- Born: April 4th 1973 Heidelberg
- Education: University of Hamburg (M.D., 2001) Utrecht University (Ph.D., 2014)
- Awards: Brain & Behavior Research Foundation Sidney R. Baer, Jr., Prize for Innovative and Promising Schizophrenia Research (2014)
- Scientific career
- Fields: Statistical genetics
- Institutions: Massachusetts General Hospital Charité
- Thesis: Common DNA sequence variation and psychiatric disease (2014)

= Stephan Ripke =

Stephan Ripke is a German statistical geneticist and Research Scientist in the Analytic and Translational Genetics Unit at Massachusetts General Hospital. He is also affiliated with the Broad Institute. He is a leader of the Statistical Analysis Group of the Psychiatric Genomics Consortium.
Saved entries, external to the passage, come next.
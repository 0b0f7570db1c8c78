use std::sync::Arc;

use aho_corasick::AhoCorasick;
use async_trait::async_trait;
use serde::{Deserialize, Serialize};
use tracing::{debug, trace};

use super::{ReferenceError, TariffStore};

/// Internal representation is always exactly this many digits.
pub const NORMALIZED_LEN: usize = 10;
const CHAPTER_LEN: usize = 2;
const MIN_DECLARED_DIGITS: usize = 4;
const MAX_KEYWORDS: usize = 5;

/// One tariff classification record. Chapter/heading/subheading are
/// prefixes of the normalized code; any stored copy must agree with the
/// recomputed value.
#[derive(Debug, Clone, PartialEq, Eq, Serialize, Deserialize)]
pub struct TariffCode {
    /// 10-digit normalized code.
    pub code: String,
    pub description: String,
    /// 2-digit chapter (first two digits of `code`).
    pub chapter: String,
    /// 4-digit heading.
    pub heading: String,
    /// 6-digit subheading.
    pub subheading: String,
    #[serde(default)]
    pub valid_from: String,
    #[serde(default)]
    pub valid_to: String,
}

impl TariffCode {
    /// Check the stored classification prefixes against the ones derived
    /// from the code itself.
    pub fn prefixes_consistent(&self) -> bool {
        let derived = CodeComponents::of(&self.code);
        self.chapter == derived.chapter
            && self.heading == derived.heading
            && self.subheading == derived.subheading
    }
}

/// Classification prefixes derived from a normalized code.
#[derive(Debug, Clone, PartialEq, Eq, Serialize, Deserialize)]
pub struct CodeComponents {
    pub chapter: String,
    pub heading: String,
    pub subheading: String,
    pub full: String,
}

impl CodeComponents {
    /// Derive components from a code, normalizing first.
    pub fn of(code: &str) -> Self {
        let full = normalize_code(code);
        Self {
            chapter: full[..2].to_string(),
            heading: full[..4].to_string(),
            subheading: full[..6].to_string(),
            full,
        }
    }
}

/// Outcome of format validation for a declared code.
#[derive(Debug, Clone, Serialize, Deserialize)]
pub struct CodeValidation {
    pub original: String,
    /// Digits of the original, before padding.
    pub stripped: String,
    pub normalized: String,
    pub is_valid_format: bool,
    pub issues: Vec<String>,
    pub components: Option<CodeComponents>,
}

/// Strip every non-digit character and right-pad with zeros to ten
/// digits. Padding is always on the right: a short code is ambiguous
/// about its trailing digits, never its leading ones.
pub fn normalize_code(raw: &str) -> String {
    let mut digits: String = raw.chars().filter(|c| c.is_ascii_digit()).collect();
    while digits.len() < NORMALIZED_LEN {
        digits.push('0');
    }
    digits
}

/// Validate a declared code: digit count of the stripped original must be
/// within [4,10], then the chapter must parse into [1,99].
pub fn validate_code(raw: &str) -> CodeValidation {
    let stripped: String = raw.chars().filter(|c| c.is_ascii_digit()).collect();
    let normalized = normalize_code(raw);
    let mut result = CodeValidation {
        original: raw.to_string(),
        stripped: stripped.clone(),
        normalized,
        is_valid_format: false,
        issues: Vec::new(),
        components: None,
    };

    // A bare 2-digit chapter is accepted alongside full 4-10 digit codes.
    let len = stripped.len();
    if len > NORMALIZED_LEN {
        result.issues.push(format!(
            "Code too long ({len} digits, maximum {NORMALIZED_LEN})"
        ));
        return result;
    }
    if len != CHAPTER_LEN && len < MIN_DECLARED_DIGITS {
        result.issues.push(format!(
            "Code too short ({len} digits, minimum {MIN_DECLARED_DIGITS})"
        ));
        return result;
    }

    let components = CodeComponents::of(&stripped);
    match components.chapter.parse::<u32>() {
        Ok(chapter) if (1..=99).contains(&chapter) => {
            result.is_valid_format = true;
            result.components = Some(components);
        }
        Ok(chapter) => {
            result.issues.push(format!("Invalid chapter code: {chapter}"));
        }
        Err(_) => {
            result
                .issues
                .push(format!("Invalid chapter code: {}", components.chapter));
        }
    }
    result
}

/// Normalizes, validates, looks up, and fuzzy-searches tariff codes on
/// top of a read-only store. Safe for concurrent use by multiple workers.
pub struct TariffReference<S: TariffStore> {
    store: Arc<S>,
}

impl<S: TariffStore> TariffReference<S> {
    pub fn new(store: Arc<S>) -> Self {
        Self { store }
    }

    /// Exact lookup by normalized code. The chapter partition key is
    /// always derived from the code, never supplied by the caller.
    pub async fn lookup(&self, raw: &str) -> Result<Option<TariffCode>, ReferenceError> {
        let normalized = normalize_code(raw);
        let chapter = &normalized[..2];
        trace!(code = %normalized, chapter, "tariff lookup");
        self.store.get(chapter, &normalized).await
    }

    /// Keyword search against descriptions, at most five keywords.
    pub async fn search_descriptions(
        &self,
        keywords: &[String],
        chapter: Option<&str>,
        max_results: usize,
    ) -> Result<Vec<TariffCode>, ReferenceError> {
        let capped = &keywords[..keywords.len().min(MAX_KEYWORDS)];
        self.store
            .search_descriptions(capped, chapter, max_results)
            .await
    }

    /// Codes sharing the declared code's 4-digit heading. An invalid
    /// input format yields an empty list rather than a guess.
    pub async fn find_similar(
        &self,
        raw: &str,
        max_results: usize,
    ) -> Result<Vec<TariffCode>, ReferenceError> {
        let validation = validate_code(raw);
        let Some(components) = validation.components else {
            debug!(code = raw, "similar-code search skipped for invalid format");
            return Ok(Vec::new());
        };
        let mut similar = self.store.codes_by_heading(&components.heading).await?;
        similar.truncate(max_results);
        Ok(similar)
    }

    /// All codes in one chapter, capped.
    pub async fn codes_by_chapter(
        &self,
        chapter: &str,
        max_results: usize,
    ) -> Result<Vec<TariffCode>, ReferenceError> {
        self.store.codes_by_chapter(chapter, max_results).await
    }
}

/// In-memory tariff store, also the backing for the file-loaded store.
pub struct MemoryTariffStore {
    /// Kept sorted by code so every listing is deterministic.
    records: Vec<TariffCode>,
}

impl MemoryTariffStore {
    /// Records with prefixes that disagree with the code would silently
    /// miss every chapter-keyed lookup, so they are rejected up front.
    pub fn new(mut records: Vec<TariffCode>) -> Self {
        for record in &records {
            debug_assert!(
                record.prefixes_consistent(),
                "tariff code `{}` stored prefixes disagree with the code",
                record.code
            );
        }
        records.sort_by(|a, b| a.code.cmp(&b.code));
        Self { records }
    }
}

#[async_trait]
impl TariffStore for MemoryTariffStore {
    async fn get(&self, chapter: &str, code: &str) -> Result<Option<TariffCode>, ReferenceError> {
        Ok(self
            .records
            .iter()
            .find(|r| r.chapter == chapter && r.code == code)
            .cloned())
    }

    async fn codes_by_chapter(
        &self,
        chapter: &str,
        max_results: usize,
    ) -> Result<Vec<TariffCode>, ReferenceError> {
        Ok(self
            .records
            .iter()
            .filter(|r| r.chapter == chapter)
            .take(max_results)
            .cloned()
            .collect())
    }

    async fn codes_by_heading(&self, heading: &str) -> Result<Vec<TariffCode>, ReferenceError> {
        Ok(self
            .records
            .iter()
            .filter(|r| r.heading == heading)
            .cloned()
            .collect())
    }

    async fn search_descriptions(
        &self,
        keywords: &[String],
        chapter: Option<&str>,
        max_results: usize,
    ) -> Result<Vec<TariffCode>, ReferenceError> {
        if keywords.is_empty() {
            return Ok(Vec::new());
        }
        let automaton = AhoCorasick::builder()
            .ascii_case_insensitive(true)
            .build(keywords)
            .map_err(|err| {
                ReferenceError::Unavailable(format!("failed to build keyword automaton: {err}"))
            })?;
        Ok(self
            .records
            .iter()
            .filter(|r| chapter.map_or(true, |c| r.chapter == c))
            .filter(|r| automaton.is_match(&r.description))
            .take(max_results)
            .cloned()
            .collect())
    }
}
He earned his Ph.D. cum laude from Utrecht University in 2014. He received the Sidney R. Baer, Jr., Prize for Innovative and Promising Schizophrenia Research from the Brain & Behavior Research Foundation in 2014, and was awarded a Young Investigator Grant from them in 2015.

Since April 2018 Stephan Ripke is leading the GWAS Research Unit (GResU) as a Heisenberg Professor at the department for Psychiatry and Psychotherapy at Charité Mitte in Berlin, Germany.